Bullas has existed since Roman times, with its apogee during the Muslim rule of the 12th Century. After conquest by Christians, agriculture and wine production flourished. Wine became commercially important in the 1980’s and with a turn to focusing on quality, the D.O. was established in 1994. Bullas is the youngest D.O. in Murcia (southeastern Spain). There are currently 10 wineries recognized by the consejo regulador of Bullas.
Climate: Temperatures range from over 100 degrees Fahrenheit in the summer to the lower twenties in the winter. The area receives only about 12 inches of rain a year compared to Washington D.C. nearly 40 inch average.

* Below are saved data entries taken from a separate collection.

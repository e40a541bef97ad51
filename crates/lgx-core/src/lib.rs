//! # lgx-core: Foundational Types for LGX
//!
//! Leaf crate of the LGX workspace. Every other `lgx-*` crate depends on it;
//! it depends on nothing internal.
//!
//! ## Contents
//!
//! 1. **Identifier newtypes.** `ShipmentId`, `ShipmentRef`, `MilestoneId`.
//!    Validated constructors, no bare strings crossing crate boundaries.
//!
//! 2. **Shipment taxonomy.** `ShipmentDirection`, `TransportMode`,
//!    `MilestoneCategory` and the `Department` each category is routed to.
//!    Exhaustive `match` everywhere.
//!
//! 3. **UTC-only timestamps** for transition records and snapshots, plus
//!    calendar-date validation for milestone dates.
//!
//! 4. **`CanonicalBytes` + SHA-256 digests** for export snapshots. All digest
//!    computation flows through `CanonicalBytes::new()`.
//!
//! ## Crate Policy
//!
//! - No dependencies on other `lgx-*` crates.
//! - No `unsafe` code.
//! - No `panic!()` or `.unwrap()` outside tests.

pub mod canonical;
pub mod digest;
pub mod domain;
pub mod error;
pub mod identity;
pub mod temporal;

pub use canonical::CanonicalBytes;
pub use digest::{sha256_digest, ContentDigest, DigestAlgorithm};
pub use domain::{Department, MilestoneCategory, ShipmentDirection, TransportMode};
pub use error::{CanonicalizationError, LgxError};
pub use identity::{MilestoneId, ShipmentId, ShipmentRef};
pub use temporal::{parse_calendar_date, Timestamp};
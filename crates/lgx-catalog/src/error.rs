//! Catalog and message table errors.

use std::path::PathBuf;

use lgx_core::{ShipmentDirection, TransportMode};
use thiserror::Error;

/// Errors raised while loading or querying catalogs and message tables.
#[derive(Debug, Error)]
pub enum CatalogError {
    /// The catalog has no template for this combination.
    #[error("no milestone template for {direction} {mode}")]
    MissingTemplate {
        direction: ShipmentDirection,
        mode: TransportMode,
    },

    /// Two templates in one catalog target the same combination.
    #[error("duplicate milestone template for {direction} {mode}")]
    DuplicateTemplate {
        direction: ShipmentDirection,
        mode: TransportMode,
    },

    /// A template lists the same milestone id twice.
    #[error("template {direction} {mode} lists milestone {id} more than once")]
    DuplicateMilestone {
        direction: ShipmentDirection,
        mode: TransportMode,
        id: String,
    },

    /// A template has no milestones.
    #[error("template {direction} {mode} has no milestones")]
    EmptyTemplate {
        direction: ShipmentDirection,
        mode: TransportMode,
    },

    /// A milestone id failed validation.
    #[error("invalid milestone id: {0}")]
    InvalidId(#[from] lgx_core::LgxError),

    /// Locale identifier not recognised.
    #[error("unknown locale: {0:?} (expected en or es)")]
    UnknownLocale(String),

    /// YAML parsing failed for a file on disk.
    #[error("failed to parse YAML at {path}: {source}")]
    YamlParse {
        path: PathBuf,
        source: serde_yaml::Error,
    },

    /// Reading a file failed.
    #[error("failed to read {path}: {source}")]
    Io {
        path: PathBuf,
        source: std::io::Error,
    },

    /// YAML parsing failed for an in-memory document.
    #[error("YAML error: {0}")]
    Yaml(#[from] serde_yaml::Error),
}
#[cfg(test)]
mod tests {
    use super::*;
    use lgx_catalog::{BuiltinCatalog, Locale};

    fn ctx(dir: &Path) -> CliContext {
        CliContext {
            store: SessionStore::new(dir.join("shipments")),
            localizer: MessageTable::builtin(Locale::En),
            theme: ThemeTokens::plain(),
            catalog: Box::new(BuiltinCatalog),
        }
    }

    fn shipment() -> ShipmentRef {
        ShipmentRef::new("SHP-1").unwrap()
    }

    fn target(milestone: &str) -> MilestoneTarget {
        MilestoneTarget {
            shipment: shipment(),
            milestone: MilestoneId::new(milestone).unwrap(),
        }
    }

    fn init(ctx: &CliContext, select_all: bool) {
        let code = run_command(
            &Commands::Init {
                shipment: shipment(),
                direction: ShipmentDirection::Import,
                mode: TransportMode::Sea,
                select_all,
                catalog: None,
            },
            ctx,
        )
        .unwrap();
        assert_eq!(code, 0);
    }

    fn load(ctx: &CliContext) -> Session {
        ctx.store.load(&shipment()).unwrap()
    }

    #[test]
    fn init_creates_session() {
        let dir = tempfile::tempdir().unwrap();
        let ctx = ctx(dir.path());
        init(&ctx, true);
        let s = load(&ctx);
        assert_eq!(s.direction, ShipmentDirection::Import);
        assert!(s.sequence.iter().all(|m| m.selected && !m.completed));
        assert!(dir.path().join("shipments").join("SHP-1.json").is_file());
    }

    #[test]
    fn init_twice_fails() {
        let dir = tempfile::tempdir().unwrap();
        let ctx = ctx(dir.path());
        init(&ctx, false);
        let err = run_command(
            &Commands::Init {
                shipment: shipment(),
                direction: ShipmentDirection::Export,
                mode: TransportMode::Air,
                select_all: false,
                catalog: None,
            },
            &ctx,
        )
        .unwrap_err();
        assert!(err.to_string().contains("already exists"));
    }

    #[test]
    fn init_with_catalog_override() {
        let dir = tempfile::tempdir().unwrap();
        let ctx = ctx(dir.path());
        let catalog = dir.path().join("catalog.yaml");
        std::fs::write(
            &catalog,
            "templates:\n  - { direction: import, mode: sea, milestones: [{ id: a, category: operations }, { id: b, category: customs }] }\n",
        )
        .unwrap();
        let code = run_command(
            &Commands::Init {
                shipment: shipment(),
                direction: ShipmentDirection::Import,
                mode: TransportMode::Sea,
                select_all: false,
                catalog: Some(catalog),
            },
            &ctx,
        )
        .unwrap();
        assert_eq!(code, 0);
        assert_eq!(load(&ctx).sequence.len(), 2);
    }

    #[test]
    fn complete_in_order_then_reject_skip() {
        let dir = tempfile::tempdir().unwrap();
        let ctx = ctx(dir.path());
        init(&ctx, true);

        assert_eq!(run_command(&Commands::Complete(target("order_received")), &ctx).unwrap(), 0);
        assert!(load(&ctx).sequence.get(&target("order_received").milestone).unwrap().completed);

        let before = std::fs::read_to_string(ctx.store.path_for(&shipment())).unwrap();
        let code = run_command(&Commands::Complete(target("vessel_arrival")), &ctx).unwrap();
        assert_eq!(code, EXIT_REJECTED);
        let after = std::fs::read_to_string(ctx.store.path_for(&shipment())).unwrap();
        assert_eq!(before, after);
    }

    #[test]
    fn reactivate_blocked_by_later_completion() {
        let dir = tempfile::tempdir().unwrap();
        let ctx = ctx(dir.path());
        init(&ctx, true);
        for m in ["order_received", "booking_confirmed"] {
            run_command(&Commands::Complete(target(m)), &ctx).unwrap();
        }
        assert_eq!(
            run_command(&Commands::Reactivate(target("order_received")), &ctx).unwrap(),
            EXIT_REJECTED
        );
        assert_eq!(
            run_command(&Commands::Reactivate(target("booking_confirmed")), &ctx).unwrap(),
            0
        );
    }

    #[test]
    fn idempotent_complete_does_not_rewrite_session() {
        let dir = tempfile::tempdir().unwrap();
        let ctx = ctx(dir.path());
        init(&ctx, true);
        run_command(&Commands::Complete(target("order_received")), &ctx).unwrap();
        let before = load(&ctx);
        run_command(&Commands::Complete(target("order_received")), &ctx).unwrap();
        let after = load(&ctx);
        assert_eq!(before.updated_at, after.updated_at);
        assert_eq!(before.transition_log.len(), after.transition_log.len());
    }

    #[test]
    fn unknown_milestone_is_an_error_not_a_rejection() {
        let dir = tempfile::tempdir().unwrap();
        let ctx = ctx(dir.path());
        init(&ctx, true);
        let err = run_command(&Commands::Complete(target("teleport")), &ctx).unwrap_err();
        assert!(format!("{err:#}").contains("milestone not found: teleport"));
    }

    #[test]
    fn missing_session_is_an_error() {
        let dir = tempfile::tempdir().unwrap();
        let ctx = ctx(dir.path());
        assert!(run_command(&Commands::Status { shipment: shipment() }, &ctx).is_err());
    }

    #[test]
    fn date_is_validated_and_normalised() {
        let dir = tempfile::tempdir().unwrap();
        let ctx = ctx(dir.path());
        init(&ctx, true);
        let date = |value: &str| Commands::Date {
            target: target("order_received"),
            value: Some(value.to_string()),
            clear: false,
        };
        assert!(run_command(&date("2024-02-30"), &ctx).is_err());
        assert_eq!(run_command(&date("2024-02-29"), &ctx).unwrap(), 0);
        let s = load(&ctx);
        let m = s.sequence.get(&target("order_received").milestone).unwrap();
        assert_eq!(m.date.as_deref(), Some("2024-02-29"));

        let clear = Commands::Date {
            target: target("order_received"),
            value: None,
            clear: true,
        };
        assert_eq!(run_command(&clear, &ctx).unwrap(), 0);
        assert!(load(&ctx).sequence.get(&target("order_received").milestone).unwrap().date.is_none());
    }

    #[test]
    fn details_on_blocked_milestone_are_rejected() {
        let dir = tempfile::tempdir().unwrap();
        let ctx = ctx(dir.path());
        init(&ctx, true);
        let cmd = Commands::Details {
            target: target("vessel_arrival"),
            text: Some("ETA moved".into()),
            clear: false,
        };
        assert_eq!(run_command(&cmd, &ctx).unwrap(), EXIT_REJECTED);
    }

    #[test]
    fn assign_and_unassign() {
        let dir = tempfile::tempdir().unwrap();
        let ctx = ctx(dir.path());
        init(&ctx, false);
        let assign = |agent: Option<&str>| Commands::Assign {
            target: target("customs_clearance"),
            agent: agent.map(String::from),
        };
        run_command(&assign(Some("Dana Ortiz")), &ctx).unwrap();
        let id = target("customs_clearance").milestone;
        assert_eq!(load(&ctx).sequence.get(&id).unwrap().agent_name.as_deref(), Some("Dana Ortiz"));
        run_command(&assign(None), &ctx).unwrap();
        assert!(load(&ctx).sequence.get(&id).unwrap().agent_name.is_none());
    }

    #[test]
    fn select_toggles_and_logs() {
        let dir = tempfile::tempdir().unwrap();
        let ctx = ctx(dir.path());
        init(&ctx, false);
        run_command(&Commands::Select(target("duties_paid")), &ctx).unwrap();
        let s = load(&ctx);
        assert!(s.sequence.get(&target("duties_paid").milestone).unwrap().selected);
        assert_eq!(s.transition_log.len(), 1);
    }

    #[test]
    fn export_writes_file() {
        let dir = tempfile::tempdir().unwrap();
        let ctx = ctx(dir.path());
        init(&ctx, true);
        run_command(&Commands::Complete(target("order_received")), &ctx).unwrap();
        let out = dir.path().join("snap.csv");
        let code = run_command(
            &Commands::Export {
                shipment: shipment(),
                format: ExportFormat::Csv,
                out: Some(out.clone()),
            },
            &ctx,
        )
        .unwrap();
        assert_eq!(code, 0);
        let text = std::fs::read_to_string(out).unwrap();
        assert!(text.starts_with("position,id,name"));
        assert!(text.contains("order_received,Order received"));
    }

    #[test]
    fn export_into_directory_names_file_after_shipment() {
        let dir = tempfile::tempdir().unwrap();
        let ctx = ctx(dir.path());
        init(&ctx, true);
        let out_dir = dir.path().join("exports");
        std::fs::create_dir(&out_dir).unwrap();
        let code = run_command(
            &Commands::Export {
                shipment: shipment(),
                format: ExportFormat::Yaml,
                out: Some(out_dir.clone()),
            },
            &ctx,
        )
        .unwrap();
        assert_eq!(code, 0);
        let text = std::fs::read_to_string(out_dir.join("SHP-1.yaml")).unwrap();
        assert!(text.contains("shipment: SHP-1"));
    }

    #[test]
    fn blank_agent_clears_assignment() {
        let dir = tempfile::tempdir().unwrap();
        let ctx = ctx(dir.path());
        init(&ctx, true);
        let assign = |agent: &str| Commands::Assign {
            target: target("duties_paid"),
            agent: Some(agent.to_string()),
        };
        assert_eq!(run_command(&assign("Ana Ruiz"), &ctx).unwrap(), 0);
        assert_eq!(run_command(&assign("  "), &ctx).unwrap(), 0);
        let id = target("duties_paid").milestone;
        assert!(load(&ctx).sequence.get(&id).unwrap().agent_name.is_none());
    }

    #[test]
    fn retype_reconciles_and_updates_header() {
        let dir = tempfile::tempdir().unwrap();
        let ctx = ctx(dir.path());
        init(&ctx, true);
        for m in ["order_received", "booking_confirmed"] {
            run_command(&Commands::Complete(target(m)), &ctx).unwrap();
        }
        let code = run_command(
            &Commands::Retype {
                shipment: shipment(),
                direction: ShipmentDirection::Import,
                mode: TransportMode::Air,
                policy: ReplacePolicy::Reconcile,
            },
            &ctx,
        )
        .unwrap();
        assert_eq!(code, 0);
        let s = load(&ctx);
        assert_eq!(s.mode, TransportMode::Air);
        assert!(s.sequence.get(&target("booking_confirmed").milestone).unwrap().completed);
        assert!(s.sequence.get(&target("vessel_departure").milestone).is_none());
        s.sequence.check_prefix_closed().unwrap();
    }

    #[test]
    fn read_only_commands_succeed() {
        let dir = tempfile::tempdir().unwrap();
        let ctx = ctx(dir.path());
        assert_eq!(run_command(&Commands::List, &ctx).unwrap(), 0);
        init(&ctx, true);
        assert_eq!(run_command(&Commands::Status { shipment: shipment() }, &ctx).unwrap(), 0);
        for department in [None, Some(Department::Customs)] {
            let progress = Commands::Progress {
                shipment: shipment(),
                department,
            };
            assert_eq!(run_command(&progress, &ctx).unwrap(), 0);
        }
        assert_eq!(run_command(&Commands::List, &ctx).unwrap(), 0);
    }
}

Vineyards are planted from as little as 400 meters to over 800 meters in elevation, so a vineyard site can have a dramatic influence on the character of a finished wine, with higher elevation wines showing more freshness and focus of flavors.
Soil: Soils in Bullas tend to be dense and brown with ample limestone or chalk. They often need to be mechanically broken before vines can be planted.
Grape Varities: Monastrell accounts for more than 90% of plantings. As a young D.O. there is much experimentation with new plantings of Syrah, Merlot, and Riesling among others. Yields average around 15 hectoliters/hectare roughly equivalent to 1.5 tons/acre; small enough to be nearly uneconomical in the U.S.